Just a few catchups on Youtube of their encounters, yes, he definitely should be in jail.
Bill’s BMW was named Pepe.
I’ve postponed working on this writing for who knows why. One week has led into another. Just can’t seem to make sense of the moment, without sharing other moments that make this moment stand out.
Maybe a rolling start approach.
Yesterday, he was with me when I bought the new car. He, being Bill.
I am sure of it.
It surely didn’t feel like it initially when I had to call my financial person to make sure what I was doing was okay.
And the haggling, knowing for sure I was getting ripped off, but what did I expect?
Then the sense of haunting, the remnants of his information on the computer, as they transferred all of the stats from the former sale five years ago. Hardly comforting to see his information, but his presence absent.
Likely because he handled the last purchase, while I sat around and giggled at my impulsive two-ton desire, the one I wouldn’t realize would require premium gas for the next five years.
But it was love at first sight.
While he did the grunt work, the logistics of numbers he was so acquainted.
But this wasn’t the reason I am convinced he was with me.
No. it was when I entered the driver’s side of the car, while the salesman put on the temporary plates. He gave me the keys to turn it on to become familiar with its features. So many new gadgets. I am sure I’ll own another five years before knowing what it is capable of.
Same with the realities of existence after death.

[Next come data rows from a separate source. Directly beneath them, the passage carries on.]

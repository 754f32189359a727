//! Media asset catalog (iconik) REST client.
//!
//! Used by `sync` to attach subtitle files produced by a run to an existing
//! catalog asset.

mod client;
mod helper;
mod types;

pub use client::CatalogClient;
pub use helper::{derive_file_location, AddedFile, FileLocation};
pub use types::*;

I wonder if we are clueless what goes on behind the veil of our limited understanding.
Shortly after Bill died, I asked God for my purpose in life. The big, “why?”

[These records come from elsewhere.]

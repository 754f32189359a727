use super::{sdk_error, AwsContext};
use crate::orchestrator::{Orchestrator, RawRunDescription};
use async_trait::async_trait;
use aws_sdk_sfn::primitives::{DateTime, DateTimeFormat};
use std::sync::Arc;
use subflow_common::Result;

/// Runs on AWS Step Functions; run identifiers are execution ARNs.
pub struct StepFunctionsOrchestrator {
    aws: Arc<AwsContext>,
}

impl StepFunctionsOrchestrator {
    pub fn new(aws: Arc<AwsContext>) -> Self {
        Self { aws }
    }
}

fn format_date(date: &DateTime) -> Option<String> {
    date.fmt(DateTimeFormat::DateTime).ok()
}

#[async_trait]
impl Orchestrator for StepFunctionsOrchestrator {
    async fn start(&self, state_machine_arn: &str, input: &str) -> Result<String> {
        let client = self.aws.sfn().await;
        let output = client
            .start_execution()
            .state_machine_arn(state_machine_arn)
            .input(input)
            .send()
            .await
            .map_err(|e| sdk_error("stepfunctions", e))?;

        Ok(output.execution_arn().to_string())
    }

    async fn describe(&self, run_id: &str) -> Result<RawRunDescription> {
        let client = self.aws.sfn().await;
        let output = client
            .describe_execution()
            .execution_arn(run_id)
            .send()
            .await
            .map_err(|e| sdk_error("stepfunctions", e))?;

        Ok(RawRunDescription {
            run_id: output.execution_arn().to_string(),
            state_machine_arn: output.state_machine_arn().to_string(),
            name: output.name().map(str::to_string),
            status: output.status().as_str().to_string(),
            start_date: format_date(output.start_date()),
            stop_date: output.stop_date().and_then(format_date),
            input: output.input().map(str::to_string),
            output: output.output().map(str::to_string),
        })
    }
}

Not why did he die, but why am I here, why?
What is the point?
I knew I wasn’t ready for anything of substance, but knowing something was there just out of reach, gave me the desire to continue on.

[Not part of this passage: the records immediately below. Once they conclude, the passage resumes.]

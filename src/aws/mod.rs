//! AWS collaborators: S3 objects, Step Functions runs and the Translate
//! language list.
//!
//! The SDK configuration is loaded on first use, so commands that never talk
//! to AWS (dry runs, validation) do not resolve credentials or regions.

mod s3;
mod sfn;
mod translate;

pub use s3::S3BlobStore;
pub use sfn::StepFunctionsOrchestrator;
pub use translate::TranslateLanguageCatalog;

use aws_config::{BehaviorVersion, SdkConfig};
use aws_sdk_sfn::error::{DisplayErrorContext, ProvideErrorMetadata};
use subflow_common::Error;
use tokio::sync::OnceCell;

/// Lazily loaded shared SDK configuration.
#[derive(Debug, Default)]
pub struct AwsContext {
    config: OnceCell<SdkConfig>,
}

impl AwsContext {
    pub fn new() -> Self {
        Self::default()
    }

    /// Load the default credential and region chain once.
    pub async fn config(&self) -> &SdkConfig {
        self.config
            .get_or_init(|| async {
                tracing::debug!("Loading AWS SDK configuration");
                aws_config::load_defaults(BehaviorVersion::latest()).await
            })
            .await
    }

    pub async fn s3(&self) -> aws_sdk_s3::Client {
        aws_sdk_s3::Client::new(self.config().await)
    }

    pub async fn sfn(&self) -> aws_sdk_sfn::Client {
        aws_sdk_sfn::Client::new(self.config().await)
    }

    pub async fn translate(&self) -> aws_sdk_translate::Client {
        aws_sdk_translate::Client::new(self.config().await)
    }
}

/// Convert an SDK failure into a collaborator error carrying the service code.
pub(crate) fn sdk_error<E>(service: &str, err: E) -> Error
where
    E: ProvideErrorMetadata + std::error::Error + 'static,
{
    let code = err.code().unwrap_or("Unknown").to_string();
    let message = match err.message() {
        Some(message) => message.to_string(),
        None => DisplayErrorContext(&err).to_string(),
    };
    Error::collaborator(service, code, message)
}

Running down the road the other day I see a personalized license plate, AVENUE.
Now, I am not one to become personal with my plates, I wondered about it for a millisecond, easy to understand unlike some that are so jumbled you can’t figure it out at first glance.
Later, I wake to the words, “Your avenue is God winks.”
God Winks is actually a name of a series of books about people who share moments that are Heaven sent.
That is it. My lane. My purpose.
The moments God has given me.
I am made for this.
To show others God, through what He has shown me.
In the midst.
So I’m in the car, and push the button to start it, and the song comes on the radio. The song that I’ve held to since May 10th of last year. The magical moment that was so incredible I hardly want to share for fear of diffusing its magic.
But the song…
Every breath you take, I’ll be watching you.
Yes Bill, Yes God, you are watching me.
I know, this is just a song. Oh, but it is so much more than that. It is a love pursuit a year long in the making. The moment is like a crescendo.
But to get to the moment with the song, we need to play out the story. Sit in the darkness, feel the tension, the hopelessness, the sparks of joy–all of it. The grappling with life and death.
One day at a time. Until we reach the moment in time.
So, beginning June 21st, the first day of Summer, I will share this daily journey with you. The journey that began May 10, 2017, when I promised God I would give Him a year to rekindle a desire to live.
I attempted this before, but I think I was too close to the pain at the time to make it public. But, I promise, if you follow along, you will see God, like a highlighter on an otherwise black and white page.
I will update you as we get closer…
Until then, remember, “Every breath we take, He is watching you.”